Is a pan-African bourse feasible?

Absa CEO, Maria Ramos, speaking at the Fortune/Time/CNN Global Forum in Cape Town this week, was quoted as saying that Africa’s stock exchanges are too fragmented and many of them suffer from low liquidity, which may point to the need for a single pan-African bourse, to try and rationalise their operations and improve their viability.

A trader at the Zimbabwe Stock Exchange

A trader at the Zimbabwe Stock Exchange

While we agree that liquidity is an issue and has been an impediment to particularly, foreign fund flows, in some of the smaller markets such as Malawi and Uganda, and as such the number of brokers in some of these markets is perhaps not justified, we think the creation of a single bourse would be a bit premature at this stage.

The sub-Saharan Africa “frontier markets” as they are categorised by investors, are in a state of evolution, nascent as it may be, and we believe rather than there being a pan-African integration, the push should be on the local exchanges to encourage more local listings first, by educating their local business people on the value of raising capital on the equity markets and pursuing growth through that medium.

100% ownership is still viewed as an ideal by many entrepreneurs, and a paradigm shift is required towards reduced ownership of a bigger cake as opposed to total ownership of a smaller one.
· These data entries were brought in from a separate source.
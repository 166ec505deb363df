use std::collections::HashSet;
use std::fs;
use std::path::{Path, PathBuf};
use thiserror::Error;

use crate::collection::CollectionReducer;
use crate::config::registry::ExtensionRegistry;
use crate::config::types::StoreConfig;
use crate::error::{Entity, ReducerError};
use crate::map::MapReducer;
use crate::store::Store;

/// Errors that can occur when loading configuration or building a store from it.
#[derive(Debug, Error)]
pub enum ConfigError {
    #[error("Failed to read config file '{path}': {source}")]
    ReadError {
        path: PathBuf,
        #[source]
        source: std::io::Error,
    },

    #[error("Failed to parse config file '{path}': {source}")]
    ParseError {
        path: PathBuf,
        #[source]
        source: toml::de::Error,
    },

    #[error("Failed to parse config: {0}")]
    InvalidToml(#[source] toml::de::Error),

    #[error("Invalid reducer argument: {0}")]
    Reducer(#[from] ReducerError),

    #[error("Config validation failed: {message}")]
    ValidationError { message: String },
}

impl StoreConfig {
    /// Returns the path to the configuration file.
    ///
    /// Uses `~/.config/redux-collections/reducers.toml` on Unix/macOS,
    /// or equivalent on other platforms via `dirs::config_dir()`.
    /// Falls back to current directory if config_dir is unavailable.
    pub fn config_path() -> PathBuf {
        let config_dir = dirs::config_dir().unwrap_or_else(|| PathBuf::from("."));
        config_dir.join("redux-collections").join("reducers.toml")
    }

    /// Loads configuration from the default config file.
    ///
    /// - If the file doesn't exist, returns `StoreConfig::default()`.
    /// - Otherwise behaves like [`StoreConfig::load_from`].
    pub fn load() -> Result<Self, ConfigError> {
        let path = Self::config_path();

        if !path.exists() {
            return Ok(StoreConfig::default());
        }

        Self::load_from(&path)
    }

    /// Loads configuration from `path`, parses it as TOML and validates it.
    pub fn load_from(path: &Path) -> Result<Self, ConfigError> {
        let content = fs::read_to_string(path).map_err(|e| ConfigError::ReadError {
            path: path.to_path_buf(),
            source: e,
        })?;

        Self::from_toml_str(&content).map_err(|e| match e {
            ConfigError::InvalidToml(source) => ConfigError::ParseError {
                path: path.to_path_buf(),
                source,
            },
            other => other,
        })
    }

    /// Parses and validates configuration held in memory.
    pub fn from_toml_str(content: &str) -> Result<Self, ConfigError> {
        let config: StoreConfig = toml::from_str(content).map_err(ConfigError::InvalidToml)?;

        config.validate()?;
        Ok(config)
    }

    /// Validates the configuration.
    ///
    /// Checks:
    /// - Collection names are unique
    /// - Map names are unique
    /// - Every map's child collections are an array of strings
    pub fn validate(&self) -> Result<(), ConfigError> {
        if let Some(name) = first_duplicate(self.collections.iter().map(|c| c.name.as_str())) {
            return Err(ConfigError::ValidationError {
                message: format!("Collection '{}' is declared more than once", name),
            });
        }

        if let Some(name) = first_duplicate(self.maps.iter().map(|m| m.name.as_str())) {
            return Err(ConfigError::ValidationError {
                message: format!("Map '{}' is declared more than once", name),
            });
        }

        for map in &self.maps {
            map.child_collections()?;
        }

        Ok(())
    }

    /// Builds a store hosting every declared reducer.
    ///
    /// # Errors
    /// Returns [`ConfigError::Reducer`] if a reducer rejects its arguments or
    /// an extension name is not registered.
    pub fn build(&self, registry: &ExtensionRegistry) -> Result<Store, ConfigError> {
        self.validate()?;

        let mut collections = Vec::with_capacity(self.collections.len());
        for config in &self.collections {
            let mut builder = CollectionReducer::builder(config.name.as_str());
            if let Some(extension) = &config.extension {
                let resolved =
                    registry
                        .collection(extension)
                        .ok_or_else(|| ReducerError::InvalidExtension {
                            entity: Entity::Collection,
                            name: config.name.clone(),
                            extension: extension.clone(),
                        })?;
                builder = builder.extension(resolved.clone());
            }
            collections.push(builder.build()?);
        }

        let mut maps = Vec::with_capacity(self.maps.len());
        for config in &self.maps {
            let mut builder = MapReducer::builder(config.name.as_str());
            if let Some(children) = config.child_collections()? {
                builder = builder.child_collections(children);
            }
            if let Some(extension) = &config.extension {
                let resolved = registry
                    .map(extension)
                    .ok_or_else(|| ReducerError::InvalidExtension {
                        entity: Entity::Map,
                        name: config.name.clone(),
                        extension: extension.clone(),
                    })?;
                builder = builder.extension(resolved.clone());
            }
            maps.push(builder.build()?);
        }

        tracing::info!(
            collections = collections.len(),
            maps = maps.len(),
            "store built from config"
        );

        Ok(Store::new(collections, maps))
    }
}

fn first_duplicate<'a>(names: impl Iterator<Item = &'a str>) -> Option<&'a str> {
    let mut seen = HashSet::new();
    names.into_iter().find(|name| !seen.insert(*name))
}

#[cfg(test)]
mod tests {
    use super::*;
    use crate::config::{CollectionConfig, MapConfig};

    fn map(name: &str, collections: Option<toml::Value>) -> MapConfig {
        MapConfig {
            name: name.to_string(),
            collections,
            extension: None,
        }
    }

    #[test]
    fn duplicate_map_names_fail_validation() {
        let config = StoreConfig {
            collections: vec![],
            maps: vec![map("posts", None), map("posts", None)],
        };
        match config.validate() {
            Err(ConfigError::ValidationError { message }) => assert!(message.contains("posts")),
            other => panic!("expected ValidationError, got {:?}", other),
        }
    }

    #[test]
    fn collection_and_map_may_share_a_name() {
        let config = StoreConfig {
            collections: vec![CollectionConfig {
                name: "posts".to_string(),
                extension: None,
            }],
            maps: vec![map("posts", None)],
        };
        assert!(config.validate().is_ok());
    }

    #[test]
    fn non_array_collections_report_observed_shape() {
        let config = StoreConfig {
            collections: vec![],
            maps: vec![map("posts", Some(toml::Value::Integer(3)))],
        };
        match config.validate() {
            Err(ConfigError::Reducer(ReducerError::InvalidChildCollections { observed })) => {
                assert_eq!(observed, "integer")
            }
            other => panic!("expected InvalidChildCollections, got {:?}", other),
        }
    }

    #[test]
    fn unknown_extension_is_rejected() {
        let config = StoreConfig {
            collections: vec![CollectionConfig {
                name: "feed".to_string(),
                extension: Some("audit".to_string()),
            }],
            maps: vec![],
        };
        match config.build(&ExtensionRegistry::new()) {
            Err(ConfigError::Reducer(ReducerError::InvalidExtension { extension, .. })) => {
                assert_eq!(extension, "audit")
            }
            other => panic!("expected InvalidExtension, got {:?}", other.map(|_| ())),
        }
    }
}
The equity markets also provide an easy avenue for the privatisation of Africa’s many state-owned enterprises, and again, the listing of these should be encouraged.
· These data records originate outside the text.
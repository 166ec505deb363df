//! Declarative reducer configuration.
//!
//! A TOML file names the collections and maps a [`Store`](crate::store::Store)
//! hosts. Extensions are code, so the file refers to them by name and an
//! [`ExtensionRegistry`] resolves those names when the store is built.

mod loader;
mod registry;
mod types;

pub use loader::ConfigError;
pub use registry::ExtensionRegistry;
pub use types::{CollectionConfig, MapConfig, StoreConfig};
The above aside, politically it would be difficult to create a pan-African exchange, as the Johannesburg Stock Exchange (JSE) discovered when it mooted the idea to other bourses. The concern from the smaller exchanges has always been that given its much larger size, sophistication and depth, trades would naturally flow through the JSE where any pan-African bourse would likely be housed, to the detriment of the local exchanges, and thus the concept met resistance. Hence the creation of the  JSE’s Africa Board, which seeks to rather encourage secondary listings as opposed to bourse migration/integration, though even this has been met with an element of resistance.

IMF statistics show that between 2002 and 2007, the sub-Saharan Africa exchanges showed strong development, their value (market capitalisation) nearly doubling to 153% of GDP before dropping to 83% of GDP in 2008 as the global financial crisis took hold.

We believe the recovery of global markets will lead to momentum returning, and with appropriate reforms, the markets will be able to reach critical mass in the future. Then the natural next step would be for regional integration (West Africa already has the BRVM, while East Africa has set the course for its own regional market), and perhaps following from that, an inclusive pan-African trading platform.